On 11-Jul-11 5:23 PM, Bill Johnstone wrote:
> Hi Yevgeny and list,
> ----- Original Message -----
>> From: Yevgeny Kliteynik<kliteyn_at_[hidden]>
>> I'll check the MCA_BTL_OPENIB_TRANSPORT_UNKNOWN thing and get back to you.
> Thank you.
This MCA_BTL_OPENIB_TRANSPORT_UNKNOWN thingy implies that openib
btl didn't get the transport type from verbs at all.
It works on mthcas because OMPI compares transport type on the
endpoints and sees that it is the same transport type on all of
them (never mind the fact that it is an UNKNOWN transport),
but once you have ConnectX as well, OMPI compares UNKNOWN
transport to IB and complaints that these are different transports.
>> One question though, just to make sure we're on the same page: so the jobs
>> do run OK on
>> the older HCAs, as long as they run *only* on the older HCAs, right?
> Yes, correct. They run on the newer hosts using the newer (ConnectX) HCAs as long as the jobs stay on the same (newer) HCA type, and they run on the older HCAs (mthca) so long as the jobs stay on the same HCA type as well. IOW, as long as the jobs run on homogeneous IB hardware, they run successfully to completion. We've successfully done stuff like Checkpoint/Restart using the BLCR functionality, and it all seems to work well and in a seemingly robust way.
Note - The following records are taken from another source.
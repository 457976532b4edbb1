/// Branch and exception-generator handlers.

use crate::common::*;
use crate::core::{Mode, SecState, StepSource, LR_REG, PC_REG};
use crate::memory::Mem32;
use super::{condition_passed, NextAddr};
use super::alu::read_reg;

#[derive(Clone, Copy, PartialEq, Eq, Debug)]
pub enum BranchOp {
    B,
    Bl,
    BlxImm,
    BxReg,
    BlxReg,
    BxjReg,
}

#[derive(Clone, Copy, PartialEq, Eq, Debug)]
pub enum ExcOp {
    Eret,
    Bkpt,
    Hvc,
    Smc,
    Svc,
    Udf,
    Rfe,
    Srs,
}

pub(super) fn branch<C: StepSource>(core: &C, i: u32, op: BranchOp) -> NextAddr {
    if !condition_passed(core.cpsr(), i) {
        return NextAddr::linear();
    }
    let pc = core.reg(PC_REG);
    let offset = (sign_extend(field(i, 0, 23), 24) << 2) as u32;
    match op {
        BranchOp::B | BranchOp::Bl => {
            NextAddr::arm(pc.wrapping_add(8).wrapping_add(offset))
        }
        BranchOp::BlxImm => {
            // The H bit gives the extra halfword of the Thumb target.
            let h = field(i, 24, 24) << 1;
            NextAddr::thumb(pc.wrapping_add(8).wrapping_add(offset).wrapping_add(h))
        }
        BranchOp::BxReg | BranchOp::BlxReg | BranchOp::BxjReg => {
            let rm = field(i, 0, 3) as usize;
            let target = read_reg(core, rm);
            // A target with bit 1 set and bit 0 clear cannot interwork;
            // the step stays linear with the overlay.
            if target & 3 == 2 {
                NextAddr::linear().unpredictable()
            } else {
                NextAddr::from_target(target).unpredictable_if(rm == PC_REG)
            }
        }
    }
}

pub(super) fn exception<C: StepSource, M: Mem32>(core: &C, mem: &M, i: u32, op: ExcOp) -> NextAddr {
    match op {
        ExcOp::Eret => eret(core),
        ExcOp::Bkpt => NextAddr::linear(),
        ExcOp::Hvc => hvc(core),
        ExcOp::Smc => smc(core),
        // The step lands inside the exception handler's world; from the
        // stepped program's point of view it resumes linearly.
        ExcOp::Svc => NextAddr::linear(),
        ExcOp::Udf => NextAddr::undefined(),
        ExcOp::Rfe => rfe(core, mem, i),
        ExcOp::Srs => srs(core, i),
    }
}

fn eret<C: StepSource>(core: &C) -> NextAddr {
    match core.cpsr().mode() {
        Some(Mode::Hyp) => NextAddr::arm(core.elr_hyp()).unpredictable(),
        Some(Mode::Usr) | Some(Mode::Sys) | None => NextAddr::undefined(),
        _ => NextAddr::arm(core.reg(LR_REG)),
    }
}

fn hvc<C: StepSource>(core: &C) -> NextAddr {
    if core.sec_state() == SecState::Secure || core.cpsr().mode() == Some(Mode::Usr) {
        return NextAddr::undefined();
    }
    // SCR.HCE gates the hypervisor call.
    if !test_bit(core.scr(), 8) {
        NextAddr::undefined()
    } else {
        NextAddr::linear()
    }
}

fn smc<C: StepSource>(core: &C) -> NextAddr {
    if core.cpsr().mode() == Some(Mode::Usr) {
        return NextAddr::undefined();
    }
    let non_secure = core.sec_state() == SecState::NonSecure;
    if non_secure && test_bit(core.hcr(), 19) {
        // HCR.TSC traps the call to Hyp; still a step off this instruction.
        NextAddr::linear()
    } else if non_secure && test_bit(core.scr(), 7) {
        // SCR.SCD disables SMC outside secure state.
        NextAddr::undefined()
    } else {
        NextAddr::linear()
    }
}

fn rfe<C: StepSource, M: Mem32>(core: &C, mem: &M, i: u32) -> NextAddr {
    if core.cpsr().mode() == Some(Mode::Hyp) {
        return NextAddr::undefined();
    }
    let base = core.reg(field(i, 16, 19) as usize);
    // The PC slot per addressing sub-mode; the saved CPSR is the word above.
    let addr = match (test_bit(i, 24), test_bit(i, 23)) {
        (false, false) => base.wrapping_sub(4), // DA
        (false, true) => base,                  // IA
        (true, false) => base.wrapping_sub(8),  // DB
        (true, true) => base.wrapping_add(4),   // IB
    };
    let target = mem.load_word(addr);
    let saved_cpsr = mem.load_word(addr.wrapping_add(4));
    let out = if test_bit(saved_cpsr, 5) {
        NextAddr::thumb(target & !1)
    } else {
        NextAddr::arm(target & !3)
    };
    out.unpredictable_if(core.cpsr().mode() == Some(Mode::Usr))
}

fn srs<C: StepSource>(core: &C, i: u32) -> NextAddr {
    let mode = core.cpsr().mode();
    if mode == Some(Mode::Hyp) {
        return NextAddr::undefined();
    }
    let non_secure = core.sec_state() == SecState::NonSecure;
    let target_mode = Mode::from_bits(field(i, 0, 4));
    let unpred = matches!(mode, Some(Mode::Usr) | Some(Mode::Sys))
        || target_mode == Some(Mode::Hyp)
        || target_mode.is_none()
        || (target_mode == Some(Mode::Mon) && non_secure)
        || (target_mode == Some(Mode::Fiq) && non_secure && test_bit(core.nsacr(), 19));
    NextAddr::linear().unpredictable_if(unpred)
}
>> Please make sure that the jobs are using only IB with "--mca btl
>> openib,self" parameters.
While I'm trying to find an old HCA somewhere, could you please
post here the output of "ibv_devinfo -v" on mthca?
> The system is in use right now, so I will have to test this and get back you, but I can also say with certainty that we don't specify --mca parameters unless a user needs to run on Ethernet-only (to avoid the IB errors we're discussing). Otherwise, it is at the Open MPI 1.5.3 default behavior. The users are also all using the systemwide Open MPI installation, so this isn't an issue of an erroneous local configuration lying around from multiple parallel installs, or interfering copies of different builds, etc.
> Other than the mandatory iw_cm kernel module, we are not building/using any iWarp or DAPL/uDAPL functionality. We are also not running IP on the IB network.